Today my wife Colleen brought home these beautiful Vietnamese handmade nesting baskets from her day out at the Sheep & Wool Festival in Tunbridge. The baskets have their own story to tell, which I will come to shortly, but first: another basket “case”.
In disclosure, my mother will not be reading this, so there is no worry that I’m about to spill the beans. We already have a set of these same baskets which Colleen purchased 15 years ago and which we use daily. Colleen remembered when she saw them that my mom had expressed interest in our baskets, so she bought them.
I know that my mom loves baskets. She sometimes goes to great lengths to obtain them. Back in the mid-eighties, Michael Jackson played what must have been a sold-out concert in Montreal. The hotel in which he stayed donated the unwashed pillow cases Michael had used to the Vermont Public Television auction that year. They were displayed on the TV auction in…wait for it…a basket! Those pillowcases had tell-tale makeup stains on them, and this I know because my mom bid on the item and won! As one may surmise, she was not so interested in the pillowcases; rather the basket.
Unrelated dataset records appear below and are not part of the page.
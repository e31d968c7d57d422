//! Package versions and version-range matching.
//!
//! Versions follow a lenient semantic-version grammar: one to three numeric
//! components, an optional pre-release label, and optional build metadata
//! (accepted and dropped). Ordering follows `semver` precedence, so a
//! pre-release sorts before its release. Pre-release labels compare without
//! regard to case; the original spelling is kept for display.
//!
//! Ranges use interval notation:
//!
//! ```text
//! 1.0          >= 1.0
//! [1.0]        == 1.0
//! (,1.0]       <= 1.0
//! (,1.0)       <  1.0
//! [1.0,2.0)    >= 1.0, < 2.0
//! (1.0,)       >  1.0
//! ```

use std::cmp::Ordering;
use std::fmt;
use std::hash::{Hash, Hasher};
use std::str::FromStr;

use serde::{Deserialize, Serialize};

use crate::error::{CoreError, Result};

/// A parsed package version.
#[derive(Debug, Clone, Serialize, Deserialize)]
#[serde(try_from = "String", into = "String")]
pub struct PackageVersion {
    version: semver::Version,
    /// Lowercased pre-release label; equality, ordering and hashing use it.
    pre_key: semver::Prerelease,
}

impl PackageVersion {
    /// Build a release version from its numeric components.
    pub fn new(major: u64, minor: u64, patch: u64) -> Self {
        PackageVersion {
            version: semver::Version::new(major, minor, patch),
            pre_key: semver::Prerelease::EMPTY,
        }
    }

    /// Parse a version string like "1.2", "1.2.3" or "1.2.3-beta.1".
    pub fn parse(input: &str) -> Result<Self> {
        let malformed = |detail: &str| CoreError::MalformedVersion {
            input: input.to_string(),
            detail: detail.to_string(),
        };

        let trimmed = input.trim();
        if trimmed.is_empty() {
            return Err(malformed("empty version"));
        }

        let core = match trimmed.split_once('+') {
            Some((_, "")) => return Err(malformed("empty build metadata")),
            Some((core, _)) => core,
            None => trimmed,
        };

        let (numbers, label) = match core.split_once('-') {
            Some((_, "")) => return Err(malformed("empty pre-release label")),
            Some((numbers, label)) => (numbers, Some(label)),
            None => (core, None),
        };

        let parts: Vec<&str> = numbers.split('.').collect();
        if parts.len() > 3 {
            return Err(malformed("expected at most three numeric components"));
        }

        let mut components = [0u64; 3];
        for (slot, part) in components.iter_mut().zip(&parts) {
            if part.is_empty() || !part.bytes().all(|b| b.is_ascii_digit()) {
                return Err(malformed("numeric component expected"));
            }
            *slot = part
                .parse()
                .map_err(|_| malformed("numeric component out of range"))?;
        }

        let (pre, pre_key) = match label {
            Some(label) => {
                let invalid = |e: semver::Error| malformed(&format!("invalid pre-release label: {e}"));
                (
                    semver::Prerelease::new(label).map_err(invalid)?,
                    semver::Prerelease::new(&label.to_ascii_lowercase()).map_err(invalid)?,
                )
            }
            None => (semver::Prerelease::EMPTY, semver::Prerelease::EMPTY),
        };

        Ok(PackageVersion {
            version: semver::Version {
                major: components[0],
                minor: components[1],
                patch: components[2],
                pre,
                build: semver::BuildMetadata::EMPTY,
            },
            pre_key,
        })
    }

    /// Whether this version carries a pre-release label.
    pub fn is_prerelease(&self) -> bool {
        !self.version.pre.is_empty()
    }

    /// Case-insensitive canonical form, used to detect duplicate publishes.
    pub fn canonical_key(&self) -> String {
        self.version.to_string().to_ascii_lowercase()
    }

    /// Whether two versions share a canonical form.
    pub fn same_as(&self, other: &PackageVersion) -> bool {
        self == other
    }

    /// The underlying semantic version, with the label as published.
    pub fn as_semver(&self) -> &semver::Version {
        &self.version
    }

    fn precedence(&self) -> (u64, u64, u64, &semver::Prerelease) {
        (
            self.version.major,
            self.version.minor,
            self.version.patch,
            &self.pre_key,
        )
    }
}

impl PartialEq for PackageVersion {
    fn eq(&self, other: &Self) -> bool {
        self.precedence() == other.precedence()
    }
}

impl Eq for PackageVersion {}

impl Hash for PackageVersion {
    fn hash<H: Hasher>(&self, state: &mut H) {
        self.precedence().hash(state);
    }
}

impl PartialOrd for PackageVersion {
    fn partial_cmp(&self, other: &Self) -> Option<Ordering> {
        Some(self.cmp(other))
    }
}

impl Ord for PackageVersion {
    fn cmp(&self, other: &Self) -> Ordering {
        self.precedence().cmp(&other.precedence())
    }
}

impl fmt::Display for PackageVersion {
    fn fmt(&self, f: &mut fmt::Formatter<'_>) -> fmt::Result {
        write!(f, "{}", self.version)
    }
}

impl FromStr for PackageVersion {
    type Err = CoreError;

    fn from_str(s: &str) -> Result<Self> {
        PackageVersion::parse(s)
    }
}

impl TryFrom<String> for PackageVersion {
    type Error = CoreError;

    fn try_from(value: String) -> Result<Self> {
        PackageVersion::parse(&value)
    }
}

impl From<PackageVersion> for String {
    fn from(value: PackageVersion) -> Self {
        value.to_string()
    }
}

/// One end of a version interval.
#[derive(Debug, Clone, PartialEq, Eq)]
pub struct Bound {
    pub version: PackageVersion,
    pub inclusive: bool,
}

/// A parsed version-range expression.
#[derive(Debug, Clone, PartialEq, Eq)]
pub struct VersionSpec {
    pub min: Option<Bound>,
    pub max: Option<Bound>,
}

impl VersionSpec {
    /// Parse a range expression in interval notation.
    pub fn parse(input: &str) -> Result<Self> {
        let malformed = |detail: &str| CoreError::MalformedRange {
            input: input.to_string(),
            detail: detail.to_string(),
        };
        let version = |text: &str| {
            PackageVersion::parse(text).map_err(|e| match e {
                CoreError::MalformedVersion { detail, .. } => malformed(&detail),
                other => other,
            })
        };

        let s = input.trim();
        if s.is_empty() {
            return Err(malformed("empty range"));
        }

        let open = s.as_bytes()[0];
        if open != b'[' && open != b'(' {
            // A bare version is an inclusive lower bound.
            return Ok(VersionSpec {
                min: Some(Bound {
                    version: version(s)?,
                    inclusive: true,
                }),
                max: None,
            });
        }

        let close = s.as_bytes()[s.len() - 1];
        if s.len() < 3 || (close != b']' && close != b')') {
            return Err(malformed("unbalanced interval brackets"));
        }
        let min_inclusive = open == b'[';
        let max_inclusive = close == b']';
        let inner = &s[1..s.len() - 1];

        let parts: Vec<&str> = inner.split(',').map(str::trim).collect();
        let spec = match parts.as_slice() {
            [exact] => {
                if !(min_inclusive && max_inclusive) {
                    return Err(malformed("an exact version must use inclusive brackets"));
                }
                let v = version(exact)?;
                VersionSpec {
                    min: Some(Bound {
                        version: v.clone(),
                        inclusive: true,
                    }),
                    max: Some(Bound {
                        version: v,
                        inclusive: true,
                    }),
                }
            }
            [lower, upper] => {
                if lower.is_empty() && upper.is_empty() {
                    return Err(malformed("at least one bound is required"));
                }
                let min = if lower.is_empty() {
                    None
                } else {
                    Some(Bound {
                        version: version(lower)?,
                        inclusive: min_inclusive,
                    })
                };
                let max = if upper.is_empty() {
                    None
                } else {
                    Some(Bound {
                        version: version(upper)?,
                        inclusive: max_inclusive,
                    })
                };
                VersionSpec { min, max }
            }
            _ => return Err(malformed("expected at most two bounds")),
        };

        if let (Some(min), Some(max)) = (&spec.min, &spec.max) {
            if min.version > max.version {
                return Err(malformed("lower bound exceeds upper bound"));
            }
            if min.version == max.version && !(min.inclusive && max.inclusive) {
                return Err(malformed("interval is empty"));
            }
        }

        Ok(spec)
    }

    /// Check whether a version falls inside this range.
    pub fn satisfies(&self, version: &PackageVersion) -> bool {
        let above_min = match &self.min {
            Some(b) if b.inclusive => version >= &b.version,
            Some(b) => version > &b.version,
            None => true,
        };
        let below_max = match &self.max {
            Some(b) if b.inclusive => version <= &b.version,
            Some(b) => version < &b.version,
            None => true,
        };
        above_min && below_max
    }
}

impl FromStr for VersionSpec {
    type Err = CoreError;

    fn from_str(s: &str) -> Result<Self> {
        VersionSpec::parse(s)
    }
}

impl fmt::Display for VersionSpec {
    fn fmt(&self, f: &mut fmt::Formatter<'_>) -> fmt::Result {
        match (&self.min, &self.max) {
            (Some(min), None) if min.inclusive => write!(f, "{}", min.version),
            (Some(min), Some(max)) if min.version == max.version => {
                write!(f, "[{}]", min.version)
            }
            (min, max) => {
                let open = if min.as_ref().is_some_and(|b| b.inclusive) { '[' } else { '(' };
                let close = if max.as_ref().is_some_and(|b| b.inclusive) { ']' } else { ')' };
                let lower = min.as_ref().map(|b| b.version.to_string()).unwrap_or_default();
                let upper = max.as_ref().map(|b| b.version.to_string()).unwrap_or_default();
                write!(f, "{open}{lower}, {upper}{close}")
            }
        }
    }
}

/// Decide whether `version` satisfies `range`.
///
/// An absent or blank range accepts every version.
pub fn satisfies(version: &str, range: Option<&str>) -> Result<bool> {
    let version = PackageVersion::parse(version)?;
    match range.map(str::trim) {
        None | Some("") => Ok(true),
        Some(expr) => Ok(VersionSpec::parse(expr)?.satisfies(&version)),
    }
}
//! Mutating commands: push, delete, verify-key.

use std::path::Path;

use anyhow::{Context, Result};
use gallery_core::Package;
use gallery_registry::GalleryConfig;

/// Run `gallery push <file> --key <key> [--dry-run]`.
pub fn push(config: &GalleryConfig, file: &Path, key: &str, dry_run: bool, json: bool) -> Result<()> {
    let gallery = super::open(config)?;
    let artifact =
        std::fs::File::open(file).with_context(|| format!("opening {}", file.display()))?;

    let result = if dry_run {
        gallery.check_package(key, artifact)
    } else {
        gallery.push_package(key, artifact)
    };
    let package = result.map_err(|e| super::failure(&gallery, e))?;

    if json {
        return super::print_json(&package);
    }
    if dry_run {
        println!("{} {} is ready to publish", package.id, package.version);
    } else {
        println!("Published {} {}{}", package.id, package.version, flags(&package));
    }
    Ok(())
}

/// Run `gallery delete <id> <version> --key <key>`.
pub fn delete(config: &GalleryConfig, id: &str, version: &str, key: &str, json: bool) -> Result<()> {
    let gallery = super::open(config)?;
    let package = gallery
        .delete_package(key, id, version)
        .map_err(|e| super::failure(&gallery, e))?;

    if json {
        return super::print_json(&package);
    }
    println!("Unlisted {} {}", package.id, package.version);
    Ok(())
}

/// Run `gallery verify-key --key <key> [--id <id>] [--version <v>]`.
pub fn verify_key(
    config: &GalleryConfig,
    key: &str,
    id: Option<&str>,
    version: Option<&str>,
) -> Result<()> {
    let gallery = super::open(config)?;
    let principal = gallery
        .verify_key(key, id, version)
        .map_err(|e| super::failure(&gallery, e))?;

    match id {
        Some(id) => println!("Key of '{}' may publish '{id}'", principal.username),
        None => println!("Key belongs to '{}'", principal.username),
    }
    Ok(())
}

fn flags(package: &Package) -> &'static str {
    match (package.is_latest, package.is_latest_stable) {
        (true, true) => " (latest)",
        (true, false) => " (latest pre-release)",
        (false, true) => " (latest stable)",
        (false, false) => "",
    }
}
At the time Mom was living part-time in Pittsfield, MA (where the auction had not been seen) and while there, she advertised in the local paper that she had Michael’s pillowcases for sale. Not surprisingly, the ad piqued the interest of the paper’s editor, hence an article with pictures. The end result? Two very happy little girls! And Mom had her basket.
Now – back to the nesting baskets. I noted the “Made in Vietnam” sticker on the bottom, and wondered about the sweatshop the baskets had come from. Colleen must have sensed my thought, so she explained to me that a California-based organization (whose name I do not have at my fingertips) that distributes the baskets is part of a very short chain of economic prosperity that goes back to the village in which the baskets are made. The baskets are picked up fair-trade style by the organization, which uses the money from sales to send promising young Vietnamese locals to college in the USA. The students then return to the local area to teach.
The bambu baskets that are now resting in our house have been lovingly made by hand, then hardened over a smoky fire. They put out a wondrous earthy aroma that you can only smell if you are deliberate about using your nose. From someone’s campfire halfway around the world to my living room. How ’bout that?
Who would have thought that a basket could tell a story? Well, they just told two.